The FDA PreCheck program—which the agency has proposed in response to a May executive order to reduce regulatory hurdles for domestic drug manufacturers—broadly aims to improve early engagement between the FDA and the industry during facility build-outs, with the goal to make it easier for new manufacturing plants to come online in the U.S.
At the meeting, the FDA specifically sought feedback from industry stakeholders on the biggest hurdles facing domestic manufacturing, the elements of the proposed PreCheck program likeliest to help set up new U.S. plants and any additional considerations for the agency.
In another key question, the FDA asked companies whether they would be willing to share information on manufacturing facilities prior to or separate from an application submission, which typically triggers production site reviews.
There was “great engagement” and a “good dialogue” between the industry and the FDA at the meeting, though the PreCheck program is certainly still a work in progress, Christopher Shilling, chief regulatory officer at gene therapy CDMO Forge Biologics, said in an interview following the public session.
“There’s no finished product, but still a lot of great opportunity here,” he said.
One key recommendation that was raised during the meeting tied back to the FDA’s final question about providing manufacturing information prior to an application submission, Shilling noted.
“In the current state, facilities aren’t inspected until the market application is submitted, and then you get into the PDUFA time clock—a very restricted and very time-consuming and resource-dependent process that’s been high pressure, and does not leave much wiggle room for remediation if there’s an issue,” Shilling said.
Both the FDA and the companies attending the meeting seemed amenable to the idea of “decoupling” facility reviews from the preapproval process and engaging on manufacturing at an earlier point in time, Shilling noted.
While much of the meeting’s attendance was made up of Big Pharma representatives, CDMOs are poised to benefit from the PreCheck program as well, Shilling noted.
Namely, the program presents an opportunity for contractors to work more directly with the FDA on their production approaches, which hasn’t typically been the case in the past.
“The current state of things is the agency reviews CMOs through the actions of clients, or sponsors or developers,” Shilling explained.
Those clients, sponsors and developers have historically been the ones to submit documentation to the FDA, referencing their CDMOs’ documents and master files or manufacturing processes, while the contract manufacturers have had to “sit a bit off to the side” during the proceedings, he said.
Shilling was optimistic about many of the potential changes under discussion but stressed that “there really needs to be good, clear guidance” when the PreCheck program eventually launches.

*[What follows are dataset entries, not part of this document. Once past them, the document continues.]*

//! Freshness classes and their time-to-live windows.

use std::time::Duration;

use serde::Deserialize;

const MINUTE: u64 = 60;
const HOUR: u64 = 60 * MINUTE;

/// How quickly a kind of data goes stale.
#[derive(Debug, Clone, Copy, PartialEq, Eq)]
pub enum FreshnessClass {
  /// Updates daily or less (resources, lore)
  StaticDaily,
  /// Skills, spells, classes, professions, technologies
  Mechanics,
  /// Continents, regions, settlements, factions
  Geography,
  /// Population statistics
  Population,
  /// World statistics snapshot
  WorldStats,
  /// Character movement, effectively always refetched
  CharacterLocations,
  /// Online/offline status
  OnlineStatus,
}

/// TTL per freshness class, in seconds. Every field can be overridden from config.
#[derive(Debug, Clone, PartialEq, Eq, Deserialize)]
#[serde(default)]
pub struct TtlPolicy {
  pub static_daily_secs: u64,
  pub mechanics_secs: u64,
  pub geography_secs: u64,
  pub population_secs: u64,
  pub world_stats_secs: u64,
  pub character_locations_secs: u64,
  pub online_status_secs: u64,
}

impl Default for TtlPolicy {
  fn default() -> Self {
    Self {
      static_daily_secs: 24 * HOUR,
      mechanics_secs: 24 * HOUR,
      geography_secs: 12 * HOUR,
      population_secs: 10 * MINUTE,
      world_stats_secs: 5 * MINUTE,
      character_locations_secs: 30,
      online_status_secs: MINUTE,
    }
  }
}

impl TtlPolicy {
  pub fn ttl(&self, class: FreshnessClass) -> Duration {
    let secs = match class {
      FreshnessClass::StaticDaily => self.static_daily_secs,
      FreshnessClass::Mechanics => self.mechanics_secs,
      FreshnessClass::Geography => self.geography_secs,
      FreshnessClass::Population => self.population_secs,
      FreshnessClass::WorldStats => self.world_stats_secs,
      FreshnessClass::CharacterLocations => self.character_locations_secs,
      FreshnessClass::OnlineStatus => self.online_status_secs,
    };
    Duration::from_secs(secs)
  }
}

Given that this program would provide optional perks to manufacturers who meet the requirements, the FDA’s terms for eligibility and how companies can opt in need to be clearly ironed out and communicated.
“I think we’ve still got some time ahead of us before this becomes solidified,” he explained. “So, we’re excited for it; I think it would really benefit us in a number of ways, and we’d like to see it enacted soon. But we’ve got a little bit ahead of us before that.”
During the meeting, industry stakeholders also called on the FDA to include current facilities, in addition to new ones, in the program, the Regulatory Affairs Professionals Society (RAPS) reported earlier this week.
A representative from Roche’s Genentech unit urged the FDA to extend the program to existing manufacturing sites to help quickly pivot production to the U.S., while a Novo Nordisk speaker questioned whether her company’s previous investments in domestic manufacturing would confer PreCheck benefits, according to RAPS.
The FDA is accepting public comments on the PreCheck proposal until Oct. 30, the agency said.